All Whom I Have Loved by Aharon Appelfeld

Author:Aharon Appelfeld [Appelfeld, Aharon]
Language: eng
Format: epub
ISBN: 978-0-307-48132-0
Publisher: Knopf Doubleday Publishing Group
Published: 2007-04-01T16:00:00+00:00


35

Throughout the long hours of the afternoon I sat at the window, waiting for Mother to return. When it got dark, I heard footsteps approaching; it was Father. Father came back in good spirits. He had had a few drinks on the way home, and the moment he walked in, he announced, “Dinner should be lavish.” I was happy, too, and forgot to tell him about Mother's visit. I told him later.

“And what did she want?” he asked lightly.

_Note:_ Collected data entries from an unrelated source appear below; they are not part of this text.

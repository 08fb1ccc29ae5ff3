use crate::coerce::{
    contains_value, is_blank, strict_equals, to_display_string, to_number, to_timestamp_millis,
};
use crate::ServiceRecord;
use log::trace;
use serde::{Deserialize, Serialize};
use serde_json::Value;
use std::str::FromStr;

#[derive(Debug, Clone, PartialEq, Eq, Hash, Serialize, Deserialize)]
#[serde(from = "String", into = "String")]
pub enum Operator {
    Equals,
    NotEquals,
    Contains,
    NotContains,
    StartsWith,
    EndsWith,
    GreaterThan,
    LessThan,
    GreaterEqual,
    LessEqual,
    Between,
    NotBetween,
    IsNull,
    IsNotNull,
    In,
    NotIn,
    /// Any operator name this version does not know. Evaluates to `true`.
    Unknown(String),
}

impl Operator {
    pub const ALL: [Operator; 16] = [
        Operator::Equals,
        Operator::NotEquals,
        Operator::Contains,
        Operator::NotContains,
        Operator::StartsWith,
        Operator::EndsWith,
        Operator::GreaterThan,
        Operator::LessThan,
        Operator::GreaterEqual,
        Operator::LessEqual,
        Operator::Between,
        Operator::NotBetween,
        Operator::IsNull,
        Operator::IsNotNull,
        Operator::In,
        Operator::NotIn,
    ];

    pub fn as_str(&self) -> &str {
        match self {
            Operator::Equals => "equals",
            Operator::NotEquals => "not_equals",
            Operator::Contains => "contains",
            Operator::NotContains => "not_contains",
            Operator::StartsWith => "starts_with",
            Operator::EndsWith => "ends_with",
            Operator::GreaterThan => "greater_than",
            Operator::LessThan => "less_than",
            Operator::GreaterEqual => "greater_equal",
            Operator::LessEqual => "less_equal",
            Operator::Between => "between",
            Operator::NotBetween => "not_between",
            Operator::IsNull => "is_null",
            Operator::IsNotNull => "is_not_null",
            Operator::In => "in",
            Operator::NotIn => "not_in",
            Operator::Unknown(name) => name,
        }
    }

    /// Label shown in the filter builder.
    pub fn label(&self) -> &'static str {
        match self {
            Operator::Equals => "Igual a",
            Operator::NotEquals => "Diferente de",
            Operator::Contains => "Contiene",
            Operator::NotContains => "No contiene",
            Operator::StartsWith => "Comienza con",
            Operator::EndsWith => "Termina con",
            Operator::GreaterThan => "Mayor que",
            Operator::LessThan => "Menor que",
            Operator::GreaterEqual => "Mayor o igual que",
            Operator::LessEqual => "Menor o igual que",
            Operator::Between => "Entre",
            Operator::NotBetween => "No está entre",
            Operator::IsNull => "Está vacío",
            Operator::IsNotNull => "No está vacío",
            Operator::In => "Está en",
            Operator::NotIn => "No está en",
            Operator::Unknown(_) => "Desconocido",
        }
    }

    pub fn requires_value(&self) -> bool {
        !matches!(
            self,
            Operator::IsNull | Operator::IsNotNull | Operator::Unknown(_)
        )
    }

    /// Takes a `[min, max]` pair.
    pub fn requires_range(&self) -> bool {
        matches!(self, Operator::Between | Operator::NotBetween)
    }

    /// Takes a list of candidate values.
    pub fn accepts_multiple(&self) -> bool {
        matches!(self, Operator::In | Operator::NotIn)
    }

    pub fn is_known(&self) -> bool {
        !matches!(self, Operator::Unknown(_))
    }
}

impl FromStr for Operator {
    type Err = std::convert::Infallible;

    fn from_str(s: &str) -> Result<Self, Self::Err> {
        Ok(Operator::ALL
            .iter()
            .find(|op| op.as_str() == s)
            .cloned()
            .unwrap_or_else(|| Operator::Unknown(s.to_string())))
    }
}

impl From<String> for Operator {
    fn from(s: String) -> Self {
        match Operator::from_str(&s) {
            Ok(op) => op,
            Err(never) => match never {},
        }
    }
}

impl From<Operator> for String {
    fn from(op: Operator) -> Self {
        op.as_str().to_string()
    }
}

impl std::fmt::Display for Operator {
    fn fmt(&self, f: &mut std::fmt::Formatter<'_>) -> std::fmt::Result {
        write!(f, "{}", self.as_str())
    }
}

#[derive(Debug, Clone, Copy, Default, PartialEq, Eq, Hash, Serialize, Deserialize)]
#[serde(rename_all = "lowercase")]
pub enum DataType {
    #[default]
    String,
    Number,
    Date,
    Boolean,
}

impl std::fmt::Display for DataType {
    fn fmt(&self, f: &mut std::fmt::Formatter<'_>) -> std::fmt::Result {
        match self {
            DataType::String => write!(f, "string"),
            DataType::Number => write!(f, "number"),
            DataType::Date => write!(f, "date"),
            DataType::Boolean => write!(f, "boolean"),
        }
    }
}

/// One filter row: `record[field] <operator> value`.
#[derive(Debug, Clone, PartialEq, Serialize, Deserialize)]
#[serde(rename_all = "camelCase")]
pub struct FilterCondition {
    pub id: String,
    pub field: String,
    pub operator: Operator,
    #[serde(default)]
    pub value: Value,
    #[serde(default)]
    pub data_type: DataType,
}

impl FilterCondition {
    pub fn new(
        id: impl Into<String>,
        field: impl Into<String>,
        operator: Operator,
        value: Value,
    ) -> Self {
        Self {
            id: id.into(),
            field: field.into(),
            operator,
            value,
            data_type: DataType::default(),
        }
    }

    pub fn with_data_type(mut self, data_type: DataType) -> Self {
        self.data_type = data_type;
        self
    }

    pub fn matches(&self, record: &ServiceRecord) -> bool {
        evaluate_condition(record, self)
    }
}

/// Evaluates a single condition against a record.
///
/// Never fails: absent fields, unparseable numbers and malformed values
/// resolve to a fixed boolean per operator, and unknown operators pass.
pub fn evaluate_condition(record: &ServiceRecord, condition: &FilterCondition) -> bool {
    let field_value = record.get(&condition.field);
    let value = &condition.value;
    let present = field_value.filter(|v| !v.is_null());

    match &condition.operator {
        Operator::Equals => strict_equals(field_value, value),
        Operator::NotEquals => !strict_equals(field_value, value),
        Operator::Contains => present.map_or(false, |v| lowercase_contains(v, value)),
        Operator::NotContains => present.map_or(true, |v| !lowercase_contains(v, value)),
        Operator::StartsWith => present.map_or(false, |v| lowercase(v).starts_with(&lowercase(value))),
        Operator::EndsWith => present.map_or(false, |v| lowercase(v).ends_with(&lowercase(value))),
        Operator::GreaterThan => compare(present, value, condition.data_type, |a, b| a > b),
        Operator::LessThan => compare(present, value, condition.data_type, |a, b| a < b),
        Operator::GreaterEqual => compare(present, value, condition.data_type, |a, b| a >= b),
        Operator::LessEqual => compare(present, value, condition.data_type, |a, b| a <= b),
        Operator::Between => match (present, range_bounds(value)) {
            (Some(v), Some((min, max))) => in_range(v, min, max, condition.data_type),
            _ => false,
        },
        Operator::NotBetween => match (present, range_bounds(value)) {
            (Some(v), Some((min, max))) => !in_range(v, min, max, condition.data_type),
            _ => true,
        },
        Operator::IsNull => is_blank(field_value),
        Operator::IsNotNull => !is_blank(field_value),
        Operator::In => value
            .as_array()
            .map_or(false, |items| contains_value(items, field_value)),
        Operator::NotIn => value
            .as_array()
            .map_or(true, |items| !contains_value(items, field_value)),
        Operator::Unknown(name) => {
            trace!("Unknown operator {:?} on field {:?}, passing", name, condition.field);
            true
        }
    }
}

fn lowercase(value: &Value) -> String {
    to_display_string(value).to_lowercase()
}

fn lowercase_contains(haystack: &Value, needle: &Value) -> bool {
    lowercase(haystack).contains(&lowercase(needle))
}

fn comparable(value: &Value, data_type: DataType) -> f64 {
    match data_type {
        DataType::Date => to_timestamp_millis(value),
        _ => to_number(value),
    }
}

fn compare(
    field_value: Option<&Value>,
    value: &Value,
    data_type: DataType,
    cmp: impl Fn(f64, f64) -> bool,
) -> bool {
    field_value.map_or(false, |v| {
        cmp(comparable(v, data_type), comparable(value, data_type))
    })
}

fn range_bounds(value: &Value) -> Option<(&Value, &Value)> {
    match value.as_array().map(Vec::as_slice) {
        Some([min, max]) => Some((min, max)),
        _ => None,
    }
}

fn in_range(field_value: &Value, min: &Value, max: &Value, data_type: DataType) -> bool {
    let n = comparable(field_value, data_type);
    n >= comparable(min, data_type) && n <= comparable(max, data_type)
}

“To take me back with her.”

“I understand. And what did you say?”

“I refused.”

“And what did she say?”

“Nothing.”

Father did not scold me, and he did not praise my behavior. We sat up till late, he on the bed and I on the floor. Father read intently and I watched, observing how his eyes raced from line to line. When he read, he looked like a man who is searching. Sometimes he seemed to be searching for something he lost many years ago. I noticed that when he finished reading, he made a gesture of dismissal with his right hand, as if to say, “It's all nonsense.”

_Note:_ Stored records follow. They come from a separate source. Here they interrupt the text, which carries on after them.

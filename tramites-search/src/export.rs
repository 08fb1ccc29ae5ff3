//! Saving and restoring advanced filters as downloadable JSON documents.

use crate::error::{FilterError, Result};
use crate::group::FilterGroup;
use chrono::{DateTime, SecondsFormat, Utc};
use log::info;
use serde::{Deserialize, Serialize};
use std::path::{Path, PathBuf};

pub const EXPORT_VERSION: &str = "1.0";
const EXPORT_FILE_PREFIX: &str = "filtros-avanzados";

#[derive(Debug, Clone, PartialEq, Serialize, Deserialize)]
#[serde(rename_all = "camelCase")]
pub struct FilterExport {
    pub version: String,
    /// ISO-8601 UTC instant, millisecond precision.
    pub timestamp: String,
    pub filter_group: FilterGroup,
}

impl FilterExport {
    pub fn new(filter_group: FilterGroup, now: DateTime<Utc>) -> Self {
        Self {
            version: EXPORT_VERSION.to_string(),
            timestamp: now.to_rfc3339_opts(SecondsFormat::Millis, true),
            filter_group,
        }
    }

    /// `filtros-avanzados-YYYY-MM-DD.json` for the export date.
    pub fn file_name(&self) -> String {
        let date = DateTime::parse_from_rfc3339(&self.timestamp)
            .map(|dt| dt.with_timezone(&Utc).format("%Y-%m-%d").to_string())
            .unwrap_or_else(|_| self.timestamp.chars().take(10).collect());
        format!("{}-{}.json", EXPORT_FILE_PREFIX, date)
    }

    pub fn to_json_pretty(&self) -> Result<String> {
        Ok(serde_json::to_string_pretty(self)?)
    }

    /// Writes the document into `dir` under [`FilterExport::file_name`].
    pub fn write_to_dir(&self, dir: impl AsRef<Path>) -> Result<PathBuf> {
        let path = dir.as_ref().join(self.file_name());
        fs_err::write(&path, self.to_json_pretty()?)?;
        info!("Wrote filter export to {}", path.display());
        Ok(path)
    }

    pub fn read_from_file(path: impl AsRef<Path>) -> Result<FilterGroup> {
        import_filter_group(&fs_err::read_to_string(path.as_ref())?)
    }
}

/// Serializes `group` for download, returning `(file_name, json)`.
pub fn export_filter_group(group: &FilterGroup, now: DateTime<Utc>) -> Result<(String, String)> {
    let export = FilterExport::new(group.clone(), now);
    let json = export.to_json_pretty()?;
    let file_name = export.file_name();
    info!(
        "Exported filter group with {} conditions as {}",
        group.condition_count(),
        file_name
    );
    Ok((file_name, json))
}

/// Reads a document produced by [`export_filter_group`].
pub fn import_filter_group(json: &str) -> Result<FilterGroup> {
    let export: FilterExport = serde_json::from_str(json)?;
    if export.version != EXPORT_VERSION {
        return Err(FilterError::UnsupportedVersion(export.version));
    }
    Ok(export.filter_group)
}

That night he revealed to me that Mother had married and was living in André's house. It was hard to know if he was angry. Whenever he spoke about Mother, he was careful, and it was clear he did not reveal all his thoughts to me.

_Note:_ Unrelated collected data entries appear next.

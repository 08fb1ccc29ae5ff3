use crate::condition::{evaluate_condition, FilterCondition};
use crate::ServiceRecord;
use log::debug;
use serde::{Deserialize, Serialize};
use std::borrow::Cow;

/// Id of the top-level group of every filter tree.
pub const ROOT_GROUP_ID: &str = "root";

#[derive(Debug, Clone, Copy, Default, PartialEq, Eq, Hash, Serialize, Deserialize)]
pub enum GroupOperator {
    #[default]
    #[serde(rename = "AND", alias = "and")]
    And,
    #[serde(rename = "OR", alias = "or")]
    Or,
}

impl std::fmt::Display for GroupOperator {
    fn fmt(&self, f: &mut std::fmt::Formatter<'_>) -> std::fmt::Result {
        match self {
            GroupOperator::And => write!(f, "AND"),
            GroupOperator::Or => write!(f, "OR"),
        }
    }
}

/// A node of the advanced filter tree. Owns its conditions and subgroups.
#[derive(Debug, Clone, PartialEq, Serialize, Deserialize)]
pub struct FilterGroup {
    pub id: String,
    #[serde(default)]
    pub operator: GroupOperator,
    #[serde(default)]
    pub conditions: Vec<FilterCondition>,
    #[serde(default)]
    pub groups: Vec<FilterGroup>,
}

impl Default for FilterGroup {
    fn default() -> Self {
        Self::root()
    }
}

impl FilterGroup {
    /// An empty `AND` group with the root id.
    pub fn root() -> Self {
        Self::new(ROOT_GROUP_ID, GroupOperator::And)
    }

    pub fn new(id: impl Into<String>, operator: GroupOperator) -> Self {
        Self {
            id: id.into(),
            operator,
            conditions: Vec::new(),
            groups: Vec::new(),
        }
    }

    pub fn with_condition(mut self, condition: FilterCondition) -> Self {
        self.conditions.push(condition);
        self
    }

    pub fn with_group(mut self, group: FilterGroup) -> Self {
        self.groups.push(group);
        self
    }

    /// No direct conditions and no subgroups.
    pub fn is_empty(&self) -> bool {
        self.conditions.is_empty() && self.groups.is_empty()
    }

    /// Total conditions in this group and all nested groups.
    pub fn condition_count(&self) -> usize {
        self.conditions.len()
            + self
                .groups
                .iter()
                .map(FilterGroup::condition_count)
                .sum::<usize>()
    }

    /// Levels of nesting below this group; a group without subgroups is 0.
    pub fn nesting_depth(&self) -> usize {
        self.groups
            .iter()
            .map(|g| g.nesting_depth() + 1)
            .max()
            .unwrap_or(0)
    }

    pub fn matches(&self, record: &ServiceRecord) -> bool {
        evaluate_filter_group(record, self)
    }
}

/// Combines the results of a group's conditions and subgroups with the
/// group's operator. An empty group matches every record.
pub fn evaluate_filter_group(record: &ServiceRecord, group: &FilterGroup) -> bool {
    if group.is_empty() {
        return true;
    }

    let mut results = group
        .conditions
        .iter()
        .map(|condition| evaluate_condition(record, condition))
        .chain(
            group
                .groups
                .iter()
                .map(|subgroup| evaluate_filter_group(record, subgroup)),
        );

    match group.operator {
        GroupOperator::And => results.all(|matched| matched),
        GroupOperator::Or => results.any(|matched| matched),
    }
}

/// Keeps the records matched by `filter_group`, in their original order.
///
/// With no group, or an empty one, the input slice is returned as is.
pub fn apply_advanced_filters<'a>(
    data: &'a [ServiceRecord],
    filter_group: Option<&FilterGroup>,
) -> Cow<'a, [ServiceRecord]> {
    let group = match filter_group {
        Some(group) if !group.is_empty() => group,
        _ => return Cow::Borrowed(data),
    };

    let filtered: Vec<ServiceRecord> = data
        .iter()
        .filter(|record| evaluate_filter_group(record, group))
        .cloned()
        .collect();
    debug!(
        "Advanced filters kept {} of {} records ({} conditions)",
        filtered.len(),
        data.len(),
        group.condition_count()
    );
    Cow::Owned(filtered)
}

#[cfg(test)]
mod tests {
    use super::*;
    use crate::condition::Operator;
    use serde_json::json;

    fn record(value: serde_json::Value) -> ServiceRecord {
        value.as_object().cloned().unwrap()
    }

    fn always(matches: bool) -> FilterCondition {
        // `x` is 1 in every test record
        let value = if matches { json!(1) } else { json!(2) };
        FilterCondition::new(format!("c{}", matches), "x", Operator::Equals, value)
    }

    #[test]
    fn test_empty_group_is_vacuously_true() {
        let r = record(json!({"x": 1}));
        assert!(evaluate_filter_group(&r, &FilterGroup::root()));
        assert!(evaluate_filter_group(
            &r,
            &FilterGroup::new("g", GroupOperator::Or)
        ));
    }

    #[test]
    fn test_and_or_combination() {
        let r = record(json!({"x": 1}));
        let and = FilterGroup::new("a", GroupOperator::And)
            .with_condition(always(true))
            .with_condition(always(false));
        let or = FilterGroup::new("o", GroupOperator::Or)
            .with_condition(always(true))
            .with_condition(always(false));
        assert!(!evaluate_filter_group(&r, &and));
        assert!(evaluate_filter_group(&r, &or));
    }

    #[test]
    fn test_nested_groups_flatten_into_parent_operator() {
        let r = record(json!({"x": 1}));
        let failing_sub = FilterGroup::new("sub", GroupOperator::And).with_condition(always(false));
        let group = FilterGroup::new("root", GroupOperator::Or)
            .with_condition(always(false))
            .with_group(failing_sub);
        assert!(!evaluate_filter_group(&r, &group));

        let group = group.with_group(FilterGroup::new("empty", GroupOperator::Or));
        assert!(evaluate_filter_group(&r, &group));
    }

    #[test]
    fn test_group_wire_shape() {
        let group: FilterGroup = serde_json::from_value(json!({
            "id": "root",
            "operator": "OR",
            "conditions": [
                {"id": "c1", "field": "tiene_pago", "operator": "equals", "value": true, "dataType": "boolean"}
            ],
            "groups": [{"id": "g1", "operator": "AND", "conditions": [], "groups": []}]
        }))
        .unwrap();
        assert_eq!(group.operator, GroupOperator::Or);
        assert_eq!(group.condition_count(), 1);
        assert_eq!(group.nesting_depth(), 1);
        assert_eq!(serde_json::to_value(&group).unwrap()["operator"], json!("OR"));
    }

    #[test]
    fn test_apply_passes_through_without_filters() {
        let data = vec![record(json!({"x": 1})), record(json!({"x": 2}))];
        assert!(matches!(apply_advanced_filters(&data, None), Cow::Borrowed(_)));
        let empty = FilterGroup::root();
        let result = apply_advanced_filters(&data, Some(&empty));
        assert!(matches!(result, Cow::Borrowed(_)));
        assert_eq!(result.as_ref(), data.as_slice());
    }
}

“Has she become Christian?” I asked for some reason.

“Supposedly,” he said.

“But we are Jews, aren't we?”

“True.”

Then I remembered what our landlord had said, and my heart was sore. I tried to remember it in detail, but I couldn't. Later, I recalled a bit and asked, “Is it true that Jews are the sons of kings?”

“Who told you that?” Father laughed quietly.

“The landlord.”

“He lives in a world of his own.”

“Jews are like everyone else?”

“A little less,” Father said, and chuckled again.

I was indignant that Mother had converted. “Why did she convert?” I asked.

“Because she married André.”

Later, I could see her before me: her cropped hair, her legs in their heavy galoshes, and the difficulty she had in walking. The expression on her face was that of a person whose thoughts had been uprooted, with other thoughts implanted in their place. We talked no more that night. Father read and I leafed through his art books. I didn't understand most of the things that I read in Father's books, but I still liked to go through them. Sometimes I wanted to ask him the meaning of a word, but I didn't. Once, he blamed me for interrupting his reading.

One morning when I was looking through his books I saw Father's name and I gasped. I read it again: Arthur Rosenfeld. On the facing page there was a photo of him when he was young. Father, it turned out, was born in Czernowitz in 1905. His parents died when he was five years old, and he grew up in an orphanage. It was at the orphanage that his talent was recognized, and he was sent to study at the Academy for Fine Arts.